The breath collection method was designed to ensure that the samples were as close to being representative of alveolar breath as possible, and as a check each breath bag sample was simultaneously analysed by IMR-MS for CO₂. Values were close to those expected for end tidal CO₂ (an average of 4.4 ± 1% compared to 5% expected for end tidal CO₂ [23]) Furthermore, when the acetone results were individually normalised to a 5% CO₂ level the correlation plot of figure 1 was essentially unchanged (Spearman's Correlation of 0.70 compared to 0.69 without normalisation and with the slope of the plot 1.32 ± 0.06 with a Pearson's r of 0.925 compared to slope = 1.25 ± 0.06 with r = 0.921 without normalisation). Sampling close to the initial exhalation can change the acetone (and CO₂) concentrations by up to a factor of 2 [23], but our results indicate that improper sampling is not an issue in the present experiments.
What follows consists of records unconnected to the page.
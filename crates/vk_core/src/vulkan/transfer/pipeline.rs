//! Staged uploads, read-backs and texture creation
//!
//! Host-visible destinations are written through a mapping. Everything
//! else goes through the staging region and a one-time command buffer on
//! the graphics queue, and the call returns once the copy has completed.

use ash::vk;
use bytemuck::Pod;

use super::staging::StagingBuffer;
use crate::config::ContextConfig;
use crate::vulkan::initialization::DeviceAccess;
use crate::vulkan::resources::format::image_data_size;
use crate::vulkan::resources::{BufferResource, CommandBuffer, CommandPool, FormatTable, ImageResource};
use crate::vulkan::state::barrier::{
    cmd_blit_image, cmd_copy_buffer_to_image, full_blit_region, full_copy_region, ImageBarrier, DEFAULT_BLIT_FILTER,
};
use crate::vulkan::state::swapchain::color_subresource_range;
use crate::vulkan::state::sync::{Fence, MemoryBarrierBuilder};
use crate::vulkan::{VulkanError, VulkanResult};

/// Default fence timeout for staged transfers
pub const DEFAULT_FENCE_TIMEOUT_NS: u64 = 10_000_000_000;

/// `element_count` elements of `element_size` bytes, spaced differently in source and destination
#[derive(Debug, Clone, Copy, PartialEq, Eq)]
pub struct StridedCopy {
    /// Number of elements to copy
    pub element_count: u32,
    /// Bytes copied per element
    pub element_size: vk::DeviceSize,
    /// Distance between element starts in the source slice
    pub src_stride: vk::DeviceSize,
    /// Distance between element starts in the destination buffer
    pub dst_stride: vk::DeviceSize,
    /// Destination offset of the first element
    pub dst_offset: vk::DeviceSize,
}

impl StridedCopy {
    /// Tightly packed source spread out to `dst_stride` in the destination
    pub fn scatter(element_count: u32, element_size: vk::DeviceSize, dst_stride: vk::DeviceSize) -> Self {
        Self {
            element_count,
            element_size,
            src_stride: element_size,
            dst_stride,
            dst_offset: 0,
        }
    }

    /// Start writing at `offset` in the destination
    pub fn at_offset(mut self, offset: vk::DeviceSize) -> Self {
        self.dst_offset = offset;
        self
    }

    fn span(count: u32, stride: vk::DeviceSize, element_size: vk::DeviceSize) -> Option<vk::DeviceSize> {
        match count {
            0 => Some(0),
            n => stride.checked_mul(vk::DeviceSize::from(n - 1))?.checked_add(element_size),
        }
    }

    /// Bytes of source the copy reads
    pub fn source_span(&self) -> Option<vk::DeviceSize> {
        Self::span(self.element_count, self.src_stride, self.element_size)
    }

    /// Bytes of destination the copy touches, starting at `dst_offset`
    pub fn destination_span(&self) -> Option<vk::DeviceSize> {
        Self::span(self.element_count, self.dst_stride, self.element_size)
    }

    /// Check strides and bounds against a source of `src_len` bytes and a destination of `dst_size` bytes
    pub fn validate(&self, src_len: usize, dst_size: vk::DeviceSize) -> VulkanResult<()> {
        if self.element_size > self.src_stride || self.element_size > self.dst_stride {
            return Err(VulkanError::invalid(format!(
                "element size {} exceeds a stride ({} src, {} dst)",
                self.element_size, self.src_stride, self.dst_stride
            )));
        }
        let source = self
            .source_span()
            .ok_or_else(|| VulkanError::invalid("strided source span overflows"))?;
        if source > src_len as vk::DeviceSize {
            return Err(VulkanError::invalid(format!(
                "strided copy reads {source} bytes from a {src_len} byte source"
            )));
        }
        let end = self
            .destination_span()
            .and_then(|span| span.checked_add(self.dst_offset))
            .ok_or_else(|| VulkanError::invalid("strided destination span overflows"))?;
        if end > dst_size {
            return Err(VulkanError::invalid(format!(
                "strided copy writes up to byte {end} of a {dst_size} byte buffer"
            )));
        }
        Ok(())
    }

    /// One copy region per element, reading from the start of a staged source
    pub fn regions(&self) -> Vec<vk::BufferCopy> {
        (0..vk::DeviceSize::from(self.element_count))
            .map(|i| vk::BufferCopy {
                src_offset: self.src_stride * i,
                dst_offset: self.dst_offset + self.dst_stride * i,
                size: self.element_size,
            })
            .collect()
    }
}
All subjects exhaled through a straw of diameter 5 mm. We note that effects of sampling via such small mouthpieces has been noted: for healthy patients a change of acetone concentration of 3% was measured when the mouthpiece cross section was increased by a factor of 25 [24]. This is a very small effect compared with the range of values seen in the present study and in the absence of any evidence to the contrary, we assume the effect will not be of importance for exhalation under identical conditions by subjects with diabetes.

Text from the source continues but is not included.